The Space Betweeen: Helping Students Make Good Choices
January 18th, 2007For good or bad, the power of one decision can affect the rest of your life. I remember hearing the story of a woman selling one dollar kisses to raise money for a charity. Men lined up by the droves to donate. Not long after the event, the local newspaper ran an article with the headline, “Kissing Booth Volunteer Found to Have Hepatitis.” Everyone who made a “contribution” at the kissing booth was encouraged to get to the health department as fast as possible to get a shot. In the end the cost of the injection was five times greater than the initial decision. For those who didn’t get to the health department…well, we can only imagine.
In addition to the hundreds of little choices made everyday, students contemplate some major life decisions, often from within a cloud of confusing messages. We’ve all spent countless hours trying to help students find good answers to big questions. At the same time, it seems I spend a lot of time trying to explain to students that they actually do have freedom to make choices and that it’s important to take responsibility for the choices they’ve made. They are not Pavlovion dogs who have to salivate every time the bell is rung. Nor do they have to assume a victim mentality, believing that whatever life situation in which they find themselves is the result of what a professor did, a friend said, a family member didn’t do, or “fate” cast their way. In the space between the thousands of stimuli and responses are choices. In that space, Jesus meets us to shape our character one small choice at a time.
So let me offer two, non-mind-blowing suggestions to communicate to students that will help them make better decisions in the space between.
First, apply God’s truth in Scripture to your choices. How does James say it? “Don’t fool yourself into thinking that you are a listener when you are anything but, letting the Word go in one ear and out the other. Act on what you hear! Those who hear and don’t act are like those who glance in the mirror, walk away, and two minutes later have no idea who they are, what they look like” (The Message). Or what about Psalm 119:105? “Your word is a lamp to my feet and a light to my path.” Notice here that the writer assumes that the choices which guide his journey with God are made in an environment of darkness and confusion. And the “light” he refers to is not a super-charged, halogen headlight clarifying everything in the near the future. It’s more like a candle illuminating only a few steps ahead. Small, faithful (even seemingly inconsequential) choices made in confusing surroundings keep our bearings steady.

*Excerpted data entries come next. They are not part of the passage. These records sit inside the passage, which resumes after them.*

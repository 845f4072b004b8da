//! core::config
//!
//! The option registry, its built-in schema, and startup settings files.
//!
//! # Overview
//!
//! All settings live in a single [`OptionRegistry`], populated once with
//! [`OptionRegistry::with_core_options`] before first use. Values are
//! resolved in this order (later overrides earlier):
//! 1. Registered defaults
//! 2. Settings file
//! 3. Direct `set` calls and active scopes (see [`crate::core::scope`])
//!
//! # Settings File Locations
//!
//! Searched in order:
//! 1. `$OPTGATE_CONFIG` if set
//! 2. `$XDG_CONFIG_HOME/optgate/config.toml`
//! 3. `~/.optgate/config.toml`
//!
//! Settings files are only ever read. Nothing is written back.
//!
//! # Example
//!
//! ```
//! use optgate::core::config::{schema, OptionRegistry};
//! use optgate::core::types::OptionValue;
//!
//! let mut registry = OptionRegistry::with_core_options().unwrap();
//! assert_eq!(registry.get(schema::INTERACTIVE).unwrap(), OptionValue::Bool(false));
//!
//! registry.set(schema::SQL_DEFAULT_LIMIT, OptionValue::None).unwrap();
//! ```

pub mod registry;
pub mod schema;

pub use registry::{OptionInfo, OptionRegistry, OptionSpec, Validator};

use std::fs;
use std::path::{Path, PathBuf};

use thiserror::Error;

use crate::core::scope::FrameId;
use crate::core::types::{OptionValue, TypeError};

/// Errors from the option registry and scope stack.
#[derive(Debug, Clone, Error, PartialEq, Eq)]
pub enum OptionError {
    /// The path was never registered.
    #[error("unknown option: {0}")]
    UnknownPath(String),

    /// The value failed the option's validator.
    #[error("invalid value {value} for option '{path}': {reason}")]
    InvalidValue {
        path: String,
        value: OptionValue,
        reason: String,
    },

    /// The path was already registered.
    #[error("option already registered: {0}")]
    DuplicatePath(String),

    /// The path would be both a leaf and a namespace.
    #[error("option '{path}' conflicts with existing option '{conflict}'")]
    NamespaceConflict { path: String, conflict: String },

    /// A scope was exited while it was not the innermost one.
    #[error("scope {requested} exited out of order (innermost scope: {innermost})")]
    ScopeOrder {
        requested: FrameId,
        innermost: String,
    },

    #[error(transparent)]
    Type(#[from] TypeError),
}

/// Errors from reading settings files.
#[derive(Debug, Error)]
pub enum ConfigError {
    #[error("failed to read settings file '{}': {source}", path.display())]
    ReadError {
        path: PathBuf,
        source: std::io::Error,
    },

    #[error("failed to parse settings file '{}': {message}", path.display())]
    ParseError { path: PathBuf, message: String },

    #[error("unsupported {kind} value for '{path}'")]
    UnsupportedValue { path: String, kind: String },

    #[error("invalid settings in '{}': {source}", path.display())]
    Invalid { path: PathBuf, source: OptionError },
}

impl OptionRegistry {
    /// Create a registry holding the core options.
    pub fn with_core_options() -> Result<Self, OptionError> {
        let mut registry = Self::new();
        for spec in schema::core_options() {
            registry.register(spec)?;
        }
        Ok(registry)
    }
}

/// A settings file read at startup.
#[derive(Debug, Clone)]
pub struct SettingsFile {
    /// Where the settings were read from.
    pub path: PathBuf,
    /// Flattened `(path, value)` entries, sorted by key within each table.
    pub entries: Vec<(String, OptionValue)>,
}

impl SettingsFile {
    /// Read and parse a settings file.
    pub fn read(path: &Path) -> Result<Self, ConfigError> {
        let contents = fs::read_to_string(path).map_err(|e| ConfigError::ReadError {
            path: path.to_path_buf(),
            source: e,
        })?;

        let table: toml::Table = toml::from_str(&contents).map_err(|e| ConfigError::ParseError {
            path: path.to_path_buf(),
            message: e.to_string(),
        })?;

        Ok(Self {
            path: path.to_path_buf(),
            entries: schema::flatten(&table)?,
        })
    }

    /// Find and read the settings file from the standard locations.
    ///
    /// Returns `Ok(None)` if no settings file exists. A missing file is not
    /// an error; defaults are used.
    pub fn discover() -> Result<Option<Self>, ConfigError> {
        match Self::locate() {
            Some(path) => Self::read(&path).map(Some),
            None => Ok(None),
        }
    }

    fn locate() -> Option<PathBuf> {
        // 1. $OPTGATE_CONFIG
        if let Ok(path) = std::env::var("OPTGATE_CONFIG") {
            let path = PathBuf::from(path);
            if path.exists() {
                return Some(path);
            }
        }

        // 2. $XDG_CONFIG_HOME/optgate/config.toml
        if let Ok(xdg_home) = std::env::var("XDG_CONFIG_HOME") {
            let path = PathBuf::from(xdg_home).join("optgate/config.toml");
            if path.exists() {
                return Some(path);
            }
        }

        // 3. ~/.optgate/config.toml
        dirs::home_dir()
            .map(|home| home.join(".optgate/config.toml"))
            .filter(|path| path.exists())
    }

    /// Apply every entry to the registry, all or nothing.
    pub fn apply(&self, registry: &mut OptionRegistry) -> Result<(), ConfigError> {
        registry
            .set_many(self.entries.iter().map(|(p, v)| (p.as_str(), v.clone())))
            .map_err(|source| ConfigError::Invalid {
                path: self.path.clone(),
                source,
            })
    }
}
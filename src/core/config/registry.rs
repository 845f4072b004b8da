//! core::config::registry
//!
//! The option registry: a tree of typed, validated settings addressed by
//! dotted path.
//!
//! # Invariants
//!
//! - Every node's current value satisfies its validator
//! - A node without a validator accepts only values of its default's kind
//! - Every path read or written must be registered first
//! - A path is never both a leaf and the namespace of another leaf
//! - A failed `set` leaves the old value in place
//! - A failed `set_many` leaves every value as it was before the call
//!
//! # Example
//!
//! ```
//! use optgate::core::config::{OptionRegistry, OptionSpec};
//! use optgate::core::types::OptionValue;
//!
//! let mut registry = OptionRegistry::new();
//! registry.register(OptionSpec::new("interactive", false)).unwrap();
//! registry
//!     .register(
//!         OptionSpec::new("sql.default_limit", 10_000)
//!             .with_validator(|v| v.is_none() || v.as_int().is_some_and(|n| n > 0)),
//!     )
//!     .unwrap();
//!
//! registry.set("interactive", true.into()).unwrap();
//! assert_eq!(registry.get("interactive").unwrap(), OptionValue::Bool(true));
//!
//! // Rejected values leave the old value in place
//! assert!(registry.set("sql.default_limit", (-1).into()).is_err());
//! assert_eq!(registry.get("sql.default_limit").unwrap(), OptionValue::Int(10_000));
//! ```

use std::collections::BTreeMap;
use std::fmt;
use std::sync::Arc;

use serde::Serialize;

use super::OptionError;
use crate::core::types::{OptionPath, OptionValue};

/// Validator predicate for an option node.
pub type Validator = Arc<dyn Fn(&OptionValue) -> bool + Send + Sync>;

/// Definition of an option to register.
#[derive(Clone)]
pub struct OptionSpec {
    path: String,
    default: OptionValue,
    validator: Option<Validator>,
    description: Option<String>,
}

impl OptionSpec {
    /// Define an option with a default value and no validator.
    pub fn new(path: impl Into<String>, default: impl Into<OptionValue>) -> Self {
        Self {
            path: path.into(),
            default: default.into(),
            validator: None,
            description: None,
        }
    }

    /// Attach a validator; values it rejects are refused by `set`.
    pub fn with_validator<F>(mut self, validator: F) -> Self
    where
        F: Fn(&OptionValue) -> bool + Send + Sync + 'static,
    {
        self.validator = Some(Arc::new(validator));
        self
    }

    /// Attach a human-readable description.
    pub fn with_description(mut self, description: impl Into<String>) -> Self {
        self.description = Some(description.into());
        self
    }

    /// The path this spec will be registered under.
    pub fn path(&self) -> &str {
        &self.path
    }
}

impl fmt::Debug for OptionSpec {
    fn fmt(&self, f: &mut fmt::Formatter<'_>) -> fmt::Result {
        f.debug_struct("OptionSpec")
            .field("path", &self.path)
            .field("default", &self.default)
            .field("validated", &self.validator.is_some())
            .field("description", &self.description)
            .finish()
    }
}

/// A registered option.
struct OptionNode {
    current: OptionValue,
    default: OptionValue,
    validator: Option<Validator>,
    description: Option<String>,
}

impl OptionNode {
    /// Check a candidate value, returning the rejection reason if any.
    fn check(&self, value: &OptionValue) -> Result<(), String> {
        match &self.validator {
            Some(validator) if validator(value) => Ok(()),
            Some(_) => Err("rejected by validator".to_string()),
            None if value.kind() == self.default.kind() => Ok(()),
            None => Err(format!(
                "expected {}, got {}",
                self.default.kind(),
                value.kind()
            )),
        }
    }
}

impl fmt::Debug for OptionNode {
    fn fmt(&self, f: &mut fmt::Formatter<'_>) -> fmt::Result {
        f.debug_struct("OptionNode")
            .field("current", &self.current)
            .field("default", &self.default)
            .field("validated", &self.validator.is_some())
            .finish()
    }
}

/// Snapshot of a single option for display.
#[derive(Debug, Clone, PartialEq, Eq, Serialize)]
pub struct OptionInfo {
    /// The option path.
    pub path: OptionPath,
    /// Current (effective) value.
    pub value: OptionValue,
    /// Registered default.
    pub default: OptionValue,
    /// Description, if one was registered.
    #[serde(skip_serializing_if = "Option::is_none")]
    pub description: Option<String>,
}

impl OptionInfo {
    /// Whether the current value differs from the default.
    pub fn is_overridden(&self) -> bool {
        self.value != self.default
    }
}

/// Registry of options keyed by dotted path.
#[derive(Debug, Default)]
pub struct OptionRegistry {
    nodes: BTreeMap<OptionPath, OptionNode>,
}
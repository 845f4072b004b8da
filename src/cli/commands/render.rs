//! render and compile commands - Display or compile an expression

use std::io::Write;

use anyhow::{Context as _, Result};

use crate::backend::Executor;
use crate::cli::args::QueryArgs;
use crate::cli::Context;
use crate::core::types::OptionValue;
use crate::engine::Representation;
use crate::ui::output;

/// Display an expression under the given overrides.
///
/// The overrides form one scope around the display, so they are gone again
/// once the command finishes. The executed-query log follows the output.
pub fn render(
    ctx: &Context,
    query: &QueryArgs,
    overrides: &[(String, OptionValue)],
    png: bool,
) -> Result<()> {
    let renderer = ctx.session()?;
    let expr = query.to_expr()?;

    let mut scope = renderer
        .options()
        .scoped(overrides.iter().cloned())
        .context("Invalid --set override")?;
    output::debug(format!("entered scope {}", scope.id()), ctx.verbosity);

    if png {
        match renderer.repr_graph(&expr)? {
            Some(bytes) => {
                let mut stdout = std::io::stdout();
                stdout.write_all(&bytes).context("Failed to write graph")?;
                stdout.flush().context("Failed to write graph")?;
            }
            None => output::warn(
                "No graph: requires interactive=false, graphviz_repr=true and a renderer",
                ctx.verbosity,
            ),
        }
    } else {
        let repr = renderer.repr(&expr)?;
        output::result(&repr);
        match &repr {
            Representation::Fallback { reason, .. } => output::warn(reason, ctx.verbosity),
            Representation::Structural {
                graph: Some(bytes), ..
            } => output::debug(format!("graph rendered ({} bytes)", bytes.len()), ctx.verbosity),
            _ => {}
        }
    }

    scope.exit()?;

    let executed = renderer.backend().executed_queries();
    output::print(
        format!("\n-- executed queries: {}", executed.len()),
        ctx.verbosity,
    );
    for query in &executed {
        output::print(format!("{};", query), ctx.verbosity);
    }
    Ok(())
}

/// Print the query text of an expression without executing it.
pub fn compile(ctx: &Context, query: &QueryArgs) -> Result<()> {
    let renderer = ctx.session()?;
    let expr = query.to_expr()?;
    let text = renderer
        .compile(&expr)
        .with_context(|| format!("Failed to compile expression on '{}'", expr.root_table()))?;
    output::result(text);
    Ok(())
}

Sometimes I tell students that the problem is not that we don’t know what to do; it’s that we don’t do what we know. Students are willing to apply all kinds of advice from all kinds of sources. We can help them apply God’s truth as their primary source.

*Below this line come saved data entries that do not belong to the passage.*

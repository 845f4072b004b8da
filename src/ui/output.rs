//! ui::output
//!
//! Output formatting and display.
//!
//! # Design
//!
//! Output is formatted consistently and respects the quiet flag.
//! Diagnostics go to stderr so stdout stays pipeable; `--json` output
//! bypasses these helpers entirely.

use std::fmt::Display;

use crate::core::config::OptionInfo;

/// Output verbosity level.
#[derive(Debug, Clone, Copy, PartialEq, Eq, Default)]
pub enum Verbosity {
    /// Quiet mode - results only
    Quiet,
    /// Normal mode - standard output
    #[default]
    Normal,
    /// Debug mode - verbose output
    Debug,
}

impl Verbosity {
    /// Create verbosity from flags. Quiet wins over debug.
    pub fn from_flags(quiet: bool, debug: bool) -> Self {
        if quiet {
            Verbosity::Quiet
        } else if debug {
            Verbosity::Debug
        } else {
            Verbosity::Normal
        }
    }
}

/// Print a result line. Always shown; results are the point of quiet mode.
pub fn result(message: impl Display) {
    println!("{}", message);
}

/// Print a message (respects quiet mode).
pub fn print(message: impl Display, verbosity: Verbosity) {
    if verbosity != Verbosity::Quiet {
        println!("{}", message);
    }
}

/// Print a debug message (only in debug mode).
pub fn debug(message: impl Display, verbosity: Verbosity) {
    if verbosity == Verbosity::Debug {
        eprintln!("[debug] {}", message);
    }
}

/// Print an error message (always shown).
pub fn error(message: impl Display) {
    eprintln!("error: {}", message);
}

/// Print a warning message (respects quiet mode).
pub fn warn(message: impl Display, verbosity: Verbosity) {
    if verbosity != Verbosity::Quiet {
        eprintln!("warning: {}", message);
    }
}

/// Format options as aligned `path = value` lines.
///
/// Overridden options are marked with their default.
pub fn format_options(options: &[OptionInfo]) -> String {
    let width = options.iter().map(|o| o.path.as_str().len()).max().unwrap_or(0);
    options
        .iter()
        .map(|o| {
            let line = format!("{:width$} = {}", o.path.as_str(), o.value, width = width);
            if o.is_overridden() {
                format!("{line}  (default: {})", o.default)
            } else {
                line
            }
        })
        .collect::<Vec<_>>()
        .join("\n")
}
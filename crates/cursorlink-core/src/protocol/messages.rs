//! JSON message types for the cursorlink wire protocol.
//!
//! Peers and the relay exchange WebSocket text frames, each holding exactly
//! one JSON object.  The object's `"type"` field names the message; all other
//! fields sit next to it in the same object:
//!
//! ```json
//! {"type":"join","sessionId":"abc123","role":"laptop"}
//! {"type":"cursor-move","sessionId":"abc123","dx":10,"dy":-5}
//! {"type":"cursor-click","sessionId":"abc123"}
//! ```
//!
//! # Why two enums?
//!
//! The two directions carry different shapes.  A peer always names the
//! session it is talking about; the relay strips that field before forwarding
//! because the receiving peer already knows which session it is in.  Keeping
//! [`ClientMessage`] and [`ServerMessage`] apart makes it a compile-time error
//! to forward a message without stripping it.

use serde::{Deserialize, Serialize};

use crate::domain::session::{Role, SessionId};

// ── Peer → Relay messages ─────────────────────────────────────────────────────

/// All messages a peer can send to the relay.
#[derive(Debug, Clone, PartialEq, Serialize, Deserialize)]
#[serde(tag = "type", rename_all = "kebab-case")]
pub enum ClientMessage {
    /// Registers the sending connection under `session_id` as `role`.
    ///
    /// `join-session` is accepted as an alias for older peers.
    #[serde(alias = "join-session", rename_all = "camelCase")]
    Join { session_id: SessionId, role: Role },

    /// Relative pointer displacement since the previous movement message.
    #[serde(rename_all = "camelCase")]
    CursorMove {
        session_id: SessionId,
        dx: f64,
        dy: f64,
    },

    /// A click at whatever position the receiving side currently shows.
    #[serde(rename_all = "camelCase")]
    CursorClick { session_id: SessionId },
}

impl ClientMessage {
    /// The session the message is addressed to.
    pub fn session_id(&self) -> &SessionId {
        match self {
            ClientMessage::Join { session_id, .. }
            | ClientMessage::CursorMove { session_id, .. }
            | ClientMessage::CursorClick { session_id } => session_id,
        }
    }

    /// Wire name of the message, for log lines.
    pub fn kind(&self) -> &'static str {
        match self {
            ClientMessage::Join { .. } => "join",
            ClientMessage::CursorMove { .. } => "cursor-move",
            ClientMessage::CursorClick { .. } => "cursor-click",
        }
    }
}

// ── Relay → Peer messages ─────────────────────────────────────────────────────

/// All messages the relay sends to a peer.
#[derive(Debug, Clone, PartialEq, Serialize, Deserialize)]
#[serde(tag = "type", rename_all = "kebab-case")]
pub enum ServerMessage {
    /// Another participant just joined the session as `role`.
    DeviceConnected { role: Role },

    /// The participant holding `role` left the session.
    DeviceDisconnected { role: Role },

    /// Forwarded movement; the sender's `sessionId` has been stripped.
    CursorMove { dx: f64, dy: f64 },

    /// Forwarded click.  Serialized as `{"type":"cursor-click"}`.
    CursorClick,
}

impl ServerMessage {
    /// Wire name of the message, for log lines.
    pub fn kind(&self) -> &'static str {
        match self {
            ServerMessage::DeviceConnected { .. } => "device-connected",
            ServerMessage::DeviceDisconnected { .. } => "device-disconnected",
            ServerMessage::CursorMove { .. } => "cursor-move",
            ServerMessage::CursorClick => "cursor-click",
        }
    }
}

// ── Tests ─────────────────────────────────────────────────────────────────────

In whatever venue Scripture is taught (preaching, teaching, or in small groups, retreats, etc.), we will do our students a huge service by adjusting our teaching to spend a significant amount of time on rubber-meeting-the-road actions—how to embrace and walk in God’s continuous, gracious activity in our lives. Even better, we can help students learn how to ask application type questions, and even set up some structures that help them encourage each other and remain accountable to one another (now there’s a Wesleyan idea).
That’s a good segue for the second suggestion. Travel with people you trust to help you live God’s way.
I love The Lord of the Rings scene in which Frodo Baggins leaves his friends of the Fellowship of the Ring, heading off alone to Mordor’s Cracks of Doom to destroy the ring. Frodo’s little hobbit friend, Samwise Gamgee, tracks him down just as Frodo is setting off across the river in a boat. When Frodo hears Sam yelling at him from the shore, he tells Sam to go back because he is convinced that he must go to Mordor alone.
Promise bound and stubbornly determined to never leave his friend alone, Sam wades into the river saying, “”Of course you are, and I’m coming with you!”
Since Sam can’t swim, his heroic attempts to reach Frodo result in only sinking. Frodo becomes terrified as Sam disappears and desperately tries to rescue him. After a few intense moments, Frodo grabs Sam’s arm, pulling his soaked and out of breath hobbit friend into the boat.
By the curious look on Frodo’s face, Sam can tell that Frodo is wondering why in the world he would risk his life to join him on the journey to Mordor. Sam simply says, “I made a promise, Mr. Frodo. A promise. ‘Don’t you leave him, Samwise Gamgee.’ And I don’t mean to. I don’t mean to.”[1]
No one makes the right choices all the time. We make them even less without faithful friends who promise never to leave us. Every Frodo Baggins needs a Samwise Gamgee. As Jesus put it, “If you want to be my disciples, love each other in the same way I have love you” (John 13:33-34).
As many historians have commented, Wesley’s genius was in organizing people for accountability and encouragement. When we help students develop small, safe environments in which they gather in community for encouragement, prayer, and accountability, applying Scriptural truth to advance holy living, better choices are made and Christ-like character is formed.
[1] The Lord of the Rings: The Fellowship of the Ring (New Line Cinema, 2001), directed by Peter Jackson, based on the novel by J. R. R. Tolkien, screenplay by Frances Walsh.